De oude stad van Plovdiv is ons aangeraden als iets heel bijzonders. Hadden we nou maar een gids met een goede plattegrond gehad! Bij onze zoektocht vinden we wel een werkzame giromaat voor de brood- of liever biernodige levs, maar wat we aan oude huizen zien, hoe pittoresk ook, beantwoordt toch niet helemaal aan het ons voorgetoverde beeld. Na een pilsje in een gelegenheid die ook niet helemaal met onze verwachtingen overeenstemt, proberen we de weg naar Sofia te vinden, hetgeen ons ten langen leste lukt.
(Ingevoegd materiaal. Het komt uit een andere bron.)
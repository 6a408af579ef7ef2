//! Standard normal distribution.

use ol_core::Real;
use statrs::function::erf::erfc;
use std::f64::consts::{PI, SQRT_2};

/// The standard normal probability density function.
///
/// `φ(x) = exp(-x²/2) / √(2π)`
#[inline]
pub fn normal_pdf(x: Real) -> Real {
    (-0.5 * x * x).exp() / (2.0 * PI).sqrt()
}

/// The standard normal cumulative distribution function Φ(x).
///
/// `Φ(x) = ½·erfc(−x/√2)`. Absolute error is about 1e-11 (the accuracy of
/// `statrs`' `erfc`), but `Φ(x) + Φ(−x) = 1` holds to rounding, so put-call
/// parity stays tight.
#[inline]
pub fn normal_cdf(x: Real) -> Real {
    0.5 * erfc(-x / SQRT_2)
}

/// The inverse standard normal CDF (probit function).
///
/// Returns `−∞` for `p ≤ 0` and `+∞` for `p ≥ 1`.
pub fn normal_cdf_inverse(p: Real) -> Real {
    if p <= 0.0 {
        return Real::NEG_INFINITY;
    }
    if p >= 1.0 {
        return Real::INFINITY;
    }
    acklam_inverse(p)
}

/// Peter J. Acklam's rational approximation to the inverse normal CDF.
///
/// Maximum absolute error < 1.15e-9.
fn acklam_inverse(p: Real) -> Real {
    const A: [f64; 6] = [
        -3.969_683_028_665_376e+01,
        2.209_460_984_245_205e+02,
        -2.759_285_104_469_687e+02,
        1.383_577_518_672_69e2,
        -3.066_479_806_614_716e+01,
        2.506_628_277_459_239e+00,
    ];
    const B: [f64; 5] = [
        -5.447_609_879_822_406e+01,
        1.615_858_368_580_409e+02,
        -1.556_989_798_598_866e+02,
        6.680_131_188_771_972e+01,
        -1.328_068_155_288_572e+01,
    ];
    const C: [f64; 6] = [
        -7.784_894_002_430_293e-03,
        -3.223_964_580_411_365e-01,
        -2.400_758_277_161_838e+00,
        -2.549_732_539_343_734e+00,
        4.374_664_141_464_968e+00,
        2.938_163_982_698_783e+00,
    ];
    const D: [f64; 4] = [
        7.784_695_709_041_462e-03,
        3.224_671_290_700_398e-01,
        2.445_134_137_142_996e+00,
        3.754_408_661_907_416e+00,
    ];

    const P_LOW: f64 = 0.02425;
    const P_HIGH: f64 = 1.0 - P_LOW;

    if p < P_LOW {
        let q = (-2.0 * p.ln()).sqrt();
        (((((C[0] * q + C[1]) * q + C[2]) * q + C[3]) * q + C[4]) * q + C[5])
            / ((((D[0] * q + D[1]) * q + D[2]) * q + D[3]) * q + 1.0)
    } else if p <= P_HIGH {
        let q = p - 0.5;
        let r = q * q;
        (((((A[0] * r + A[1]) * r + A[2]) * r + A[3]) * r + A[4]) * r + A[5]) * q
            / (((((B[0] * r + B[1]) * r + B[2]) * r + B[3]) * r + B[4]) * r + 1.0)
    } else {
        let q = (-2.0 * (1.0 - p).ln()).sqrt();
        -(((((C[0] * q + C[1]) * q + C[2]) * q + C[3]) * q + C[4]) * q + C[5])
            / ((((D[0] * q + D[1]) * q + D[2]) * q + D[3]) * q + 1.0)
    }
}

#[cfg(test)]
mod tests {
    use super::*;
    use approx::assert_abs_diff_eq;
    use proptest::prelude::*;

    #[test]
    fn normal_pdf_at_zero() {
        let expected = 1.0 / (2.0 * PI).sqrt();
        assert_abs_diff_eq!(normal_pdf(0.0), expected, epsilon = 1e-15);
    }

    #[test]
    fn normal_cdf_reference_values() {
        assert_abs_diff_eq!(normal_cdf(0.0), 0.5, epsilon = 1e-15);
        // erfc carries about 1.4e-11 of error at x = 1
        assert_abs_diff_eq!(normal_cdf(1.0), 0.841_344_746_068_543, epsilon = 1e-10);
        assert_abs_diff_eq!(normal_cdf(-1.96), 0.024_997_895_148_220, epsilon = 1e-10);
        assert_abs_diff_eq!(normal_cdf(0.35), 0.636_830_651_175_619, epsilon = 1e-10);
    }

    #[test]
    fn normal_cdf_complements_exactly() {
        for x in [0.35, 1.0, 1.96, 3.0] {
            assert_abs_diff_eq!(normal_cdf(x) + normal_cdf(-x), 1.0, epsilon = 1e-15);
        }
    }

    #[test]
    fn normal_cdf_tails() {
        assert!((normal_cdf(10.0) - 1.0).abs() < 1e-15);
        assert!(normal_cdf(-10.0) < 1e-20);
        assert!(normal_cdf(-10.0) > 0.0);
    }

    #[test]
    fn inverse_cdf_roundtrip() {
        for p in [1e-6, 0.01, 0.1, 0.25, 0.5, 0.75, 0.9, 0.99] {
            let x = normal_cdf_inverse(p);
            let p2 = normal_cdf(x);
            assert!(
                (p2 - p).abs() < 1e-8,
                "roundtrip failed for p={p}: got {p2}"
            );
        }
    }

    #[test]
    fn inverse_cdf_bounds() {
        assert_eq!(normal_cdf_inverse(0.0), f64::NEG_INFINITY);
        assert_eq!(normal_cdf_inverse(1.0), f64::INFINITY);
    }

    proptest! {
        #[test]
        fn cdf_is_symmetric(x in -8.0f64..8.0) {
            prop_assert!((normal_cdf(x) + normal_cdf(-x) - 1.0).abs() < 1e-14);
        }

        #[test]
        fn cdf_is_monotone(x in -8.0f64..8.0, dx in 1e-3f64..1.0) {
            prop_assert!(normal_cdf(x + dx) >= normal_cdf(x));
        }
    }
}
Na een rit door een berglandschap dat dankzij de dalende zon nu op zijn mooist moet zijn, bereiken we de buitenwijken van Sofia. Daar ligt in een bosrand het kampeerterrein, dat een uitgestorven indruk maakt en gemeten naar het kniehoog gras zijn grootste klandizie dit jaar nog moet krijgen. Gelukkig zijn er wel huisjes, zodat ons besluit snel vast staat. Na ons geïnstalleerd te hebben, rijden we naar het restaurant waarvan de ligging ons door de behulpzame kampleiding is uitgeduid. Het restaurant is snel gevonden, maar we verdwalen op de menukaart, waar alle gerechten slechts in cursief cyrillisch schrift zijn aangegeven. En hadden we nou maar een boekje “Bulgaars op reis” in Amsterdam kunnen vinden! Ons gokwerk wordt door de voortreffelijk Bulgaars sprekende ober echter gehonoreerd met een uitstekende en - zoals achteraf blijkt – ook alleszins betaalbare maaltijd, besproeid met een inheemse wijn van ons onbekende oorsprong, die we ons goed laten smaken.